Our experience in the Labor Campaign for Single Payer has shown that support for our cause is greatest at the front lines of the labor movement, where leaders and staffers have to deal on a daily basis with the consequences of private, for-profit healthcare. Our goal has been to work with those activists as they find ways to constructively engage with national labor leadership. After AFL-CIO President Trumka’s Labor Day appearance on Fox News, for example, we asked unionists to write him to remind him that support for Medicare for All is the official policy of America’s largest labor federation. Over 2,500 people answered the call. These are the leaders who will drive change in our movement and ultimately bring the formidable political and mobilization resources of institutional labor into the battle to make healthcare a right for everyone in America. When that happens, we will win.

As Washington State Labor Council President Larry Brown stated, “Unions do not serve their members well by trying to circle the wagons around an unsustainable model of employment-based healthcare.” Our labor movement will thrive when we express the aspirations of all workers and speak on behalf of the entire working class.

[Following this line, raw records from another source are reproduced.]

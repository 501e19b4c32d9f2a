use autodeps_bazel::BuildGraph;
use autodeps_core::{expand_home, Result};
use std::path::PathBuf;
use tracing::info;

/// Where the dependency graph description comes from.
#[derive(Debug, Clone, PartialEq, Eq)]
pub enum GraphSource {
    /// Build the seed target, then query everything it depends on.
    Seed(String),
    /// A previously captured `cquery --output=jsonproto` document.
    Snapshot(PathBuf),
}

pub fn load_graph(source: &GraphSource, graph: &dyn BuildGraph) -> Result<String> {
    match source {
        GraphSource::Snapshot(path) => {
            let path = expand_home(path);
            info!("loading from {}", path.display());
            Ok(std::fs::read_to_string(path)?)
        }
        GraphSource::Seed(seed) => {
            graph.build(&[seed.as_str()])?;
            graph.deps_graph(seed)
        }
    }
}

Union members should be justly proud of the long battle that unions have waged to protect their right to access affordable, quality healthcare, and the Labor Campaign for Single Payer stands in solidarity with all workers everywhere who fight to protect these hard-won gains. But our movement is at an historic juncture. Now is not the time to muddy the waters or bargain against ourselves. We need labor to lead as we work to make this a key issue in the 2020 elections and to hold politicians accountable in 2021 and beyond. And we have the right to expect that the union leaders who represent us and the politicians that we support will do more than just parrot the talking points crafted by healthcare industry lobbyists. •

This article first published on the New Politics website.

Endnotes

  1. Robert Pollin, James Heintz, Peter Arno, Jeannette Wicks-Lam, and Michael Ash, Economic Analysis of Medicare for All, Political Economy Research Institute, 108-12.

Mark Dudzic is National Coordinator of Labor Campaign for Single Payer in the United States.